Er setzte sich, legte die andere Post weg und hielt den Briefumschlag mit beiden Händen. Seine Frau sah einen Poststempel aus Oxford, was ihr aber nichts sagte.

Paol hielt ihn einige Zeit in der Hand und legte ihn dann weg. Das Leben war hier ohne viele Worte und das war auch gut so.

Es wurde Abend und ganz entgegen seinen Gepflogenheiten sagte Paol: Geh du schon mal ins Bett, ich komme gleich nach.

Seine Frau zögerte, ging jedoch dann hoch.

Paol setzte sich an den Küchentisch und nahm den Brief aus Oxford in die Hand.

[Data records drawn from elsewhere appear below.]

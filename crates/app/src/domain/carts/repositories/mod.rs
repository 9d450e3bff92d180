//! Cart repositories.

mod carts;
mod items;

pub(crate) use carts::PgCartsRepository;
pub(crate) use items::PgCartItemsRepository;
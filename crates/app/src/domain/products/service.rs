//! Products service.

use async_trait::async_trait;
use mockall::automock;
use uuid::Uuid;

use crate::{
    database::Db,
    domain::products::{
        errors::ProductsServiceError,
        models::{NewProduct, Product, ProductUpdate},
        repository::PgProductsRepository,
    },
};

#[derive(Debug, Clone)]
pub struct PgProductsService {
    db: Db,
    repository: PgProductsRepository,
}

impl PgProductsService {
    #[must_use]
    pub fn new(db: Db) -> Self {
        Self {
            db,
            repository: PgProductsRepository::new(),
        }
    }
}

#[async_trait]
impl ProductsService for PgProductsService {
    async fn list_products(&self) -> Result<Vec<Product>, ProductsServiceError> {
        let mut tx = self.db.begin().await?;

        let products = self.repository.list_products(&mut tx).await?;

        tx.commit().await?;

        Ok(products)
    }

    async fn search_products(&self, term: &str) -> Result<Vec<Product>, ProductsServiceError> {
        let mut tx = self.db.begin().await?;

        let products = self.repository.search_products(&mut tx, term).await?;

        tx.commit().await?;

        Ok(products)
    }

    async fn get_product(&self, product: Uuid) -> Result<Product, ProductsServiceError> {
        let mut tx = self.db.begin().await?;

        let product = self.repository.get_product(&mut tx, product).await?;

        tx.commit().await?;

        Ok(product)
    }

    async fn find_by_code(&self, code: &str) -> Result<Product, ProductsServiceError> {
        let mut tx = self.db.begin().await?;

        // A code is either an internal identifier (from the grid) or a
        // scannable SKU barcode.
        let found = if let Ok(uuid) = code.parse::<Uuid>() {
            self.repository
                .get_product(&mut tx, uuid)
                .await
                .map(Some)
                .or_else(|error| match error {
                    sqlx::Error::RowNotFound => Ok(None),
                    other => Err(other),
                })?
        } else {
            self.repository.find_by_sku(&mut tx, code).await?
        };

        tx.commit().await?;

        found.ok_or_else(|| ProductsServiceError::UnknownCode(code.to_string()))
    }

    async fn create_product(&self, product: NewProduct) -> Result<Product, ProductsServiceError> {
        let mut tx = self.db.begin().await?;

        let created = self.repository.create_product(&mut tx, product).await?;

        tx.commit().await?;

        Ok(created)
    }

    async fn update_product(
        &self,
        product: Uuid,
        update: ProductUpdate,
    ) -> Result<Product, ProductsServiceError> {
        let mut tx = self.db.begin().await?;

        let updated = self
            .repository
            .update_product(&mut tx, product, update)
            .await?;

        tx.commit().await?;

        Ok(updated)
    }

    async fn restock_product(
        &self,
        product: Uuid,
        quantity: u32,
        reason: &str,
    ) -> Result<Product, ProductsServiceError> {
        let mut tx = self.db.begin().await?;

        let restocked = self
            .repository
            .restock_product(&mut tx, product, quantity)
            .await?;

        self.repository
            .insert_stock_movement(&mut tx, product, "IN", quantity, reason, "")
            .await?;

        tx.commit().await?;

        Ok(restocked)
    }
}

#[automock]
#[async_trait]
pub trait ProductsService: Send + Sync {
    /// Retrieves all live products, ordered by name.
    async fn list_products(&self) -> Result<Vec<Product>, ProductsServiceError>;

    /// Finds products whose name or SKU contains the given term.
    async fn search_products(&self, term: &str) -> Result<Vec<Product>, ProductsServiceError>;

    /// Retrieve a single product.
    async fn get_product(&self, product: Uuid) -> Result<Product, ProductsServiceError>;

    /// Resolves an internal identifier or a scanned barcode to a product.
    async fn find_by_code(&self, code: &str) -> Result<Product, ProductsServiceError>;

    /// Creates a new product.
    async fn create_product(&self, product: NewProduct) -> Result<Product, ProductsServiceError>;

    /// Updates a product's name, SKU, and price.
    async fn update_product(
        &self,
        product: Uuid,
        update: ProductUpdate,
    ) -> Result<Product, ProductsServiceError>;

    /// Increments stock and records an IN movement.
    async fn restock_product(
        &self,
        product: Uuid,
        quantity: u32,
        reason: &str,
    ) -> Result<Product, ProductsServiceError>;
}
//! App Context

use std::sync::Arc;

use thiserror::Error;
use tillpoint_pricing::TaxRate;

use crate::{
    database::{self, Db},
    domain::{
        carts::{CartsService, PgCartsService},
        checkout::{CheckoutService, PgCheckoutService},
        orders::{OrdersService, PgOrdersService},
        products::{PgProductsService, ProductsService},
        purchasing::{PgPurchasingService, PurchasingService},
        reports::{PgReportsService, ReportsService},
    },
};

#[derive(Debug, Error)]
pub enum AppInitError {
    #[error("failed to connect to database")]
    Database(#[source] sqlx::Error),
}

#[derive(Clone)]
pub struct AppContext {
    pub products: Arc<dyn ProductsService>,
    pub carts: Arc<dyn CartsService>,
    pub checkout: Arc<dyn CheckoutService>,
    pub orders: Arc<dyn OrdersService>,
    pub reports: Arc<dyn ReportsService>,
    pub purchasing: Arc<dyn PurchasingService>,
}

impl AppContext {
    /// Build application context from a database URL.
    ///
    /// # Errors
    ///
    /// Returns an error when establishing a database connection fails.
    pub async fn from_database_url(url: &str, tax_rate: TaxRate) -> Result<Self, AppInitError> {
        let pool = database::connect(url)
            .await
            .map_err(AppInitError::Database)?;

        let db = Db::new(pool);

        Ok(Self {
            products: Arc::new(PgProductsService::new(db.clone())),
            carts: Arc::new(PgCartsService::new(db.clone())),
            checkout: Arc::new(PgCheckoutService::new(db.clone(), tax_rate)),
            orders: Arc::new(PgOrdersService::new(db.clone())),
            reports: Arc::new(PgReportsService::new(db.clone())),
            purchasing: Arc::new(PgPurchasingService::new(db)),
        })
    }
}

Er atmete schwer durch. Oxford. Ja, er hatte tatsächlich diesen Abschluss in Theologie. Wie lange das alles her ist. Er hatte viele Stationen durchlaufen. Nach der Abreise damals war er tatsächlich Benediktiner-Mönch geworden und suchte weiterhin Gott. Er durchlief mehrere Klöster, wurde sogar kurz Abt und war zuletzt in der stillen Gemeinschaft von Mont-Saint-Michel. Er wusste, hier ist Gott ganz nah und wenn man ihn doch vielleicht irgendwo findet, dann hier. Doch auch dies hat nicht geklappt und Paol trat aus, heiratete und ließ sich dieses Mal in Paris nieder. Nach zwei Jahren und zwei Kindern war die Ehe gescheitert und so war er über mehrere Etappen, die wir hier unerwähnt lassen, da die Erinnerung Paol zu weh getan hätte, hier in der Cröüsä gelandet. Diese wunderbare Frau, die nichts sagte und nichts fragte, war mit ihm hier eingezogen. Er dachte an dies alles und er dachte an Georges Frage: Was wird nun aus unserer Suche nacht Gott. Diese Frage hatte ihm seither nicht mehr losgelassen und alles was er so tat drehte sich um diese Frage. Auch hier oben in der Cröüsä suchte er weiter, nur anders als bisher.

Was mache ich jetzt mit Oxford. Er dachte an George F. und Raschni und dachte, die haben bestimmt alle Karriere gemacht und ich, was habe ich gemacht, nach Gott gesucht und bin auf diesem gottverdammten Berg gelandet. Er schämte sich und war traurig. Er zerknüllte den ungeöffneten Briefumschlag, wollte ihn gerade in den Papierkorb schmeißen, doch etwas ließ ihn zögern.

Kurzerhand entknüllte er den Brief, machte den Briefumschlag auf und es war eine Einladung zur 15-jährigen Jubiläumsfeier seines ganzen Jahrgangs.

Und dann dachte er den Gedanken, von dem er wusste, er hätte ihn nicht denken sollen: Vielleicht haben die ihn gefunden. Er hätte sich verfluchen können, weil er wusste, jetzt wird sich schon wieder alles ändern. Er hatte so viele Abschiede und Abbrüche hinter sich, aber er wusste, es wird noch einer dazu kommen.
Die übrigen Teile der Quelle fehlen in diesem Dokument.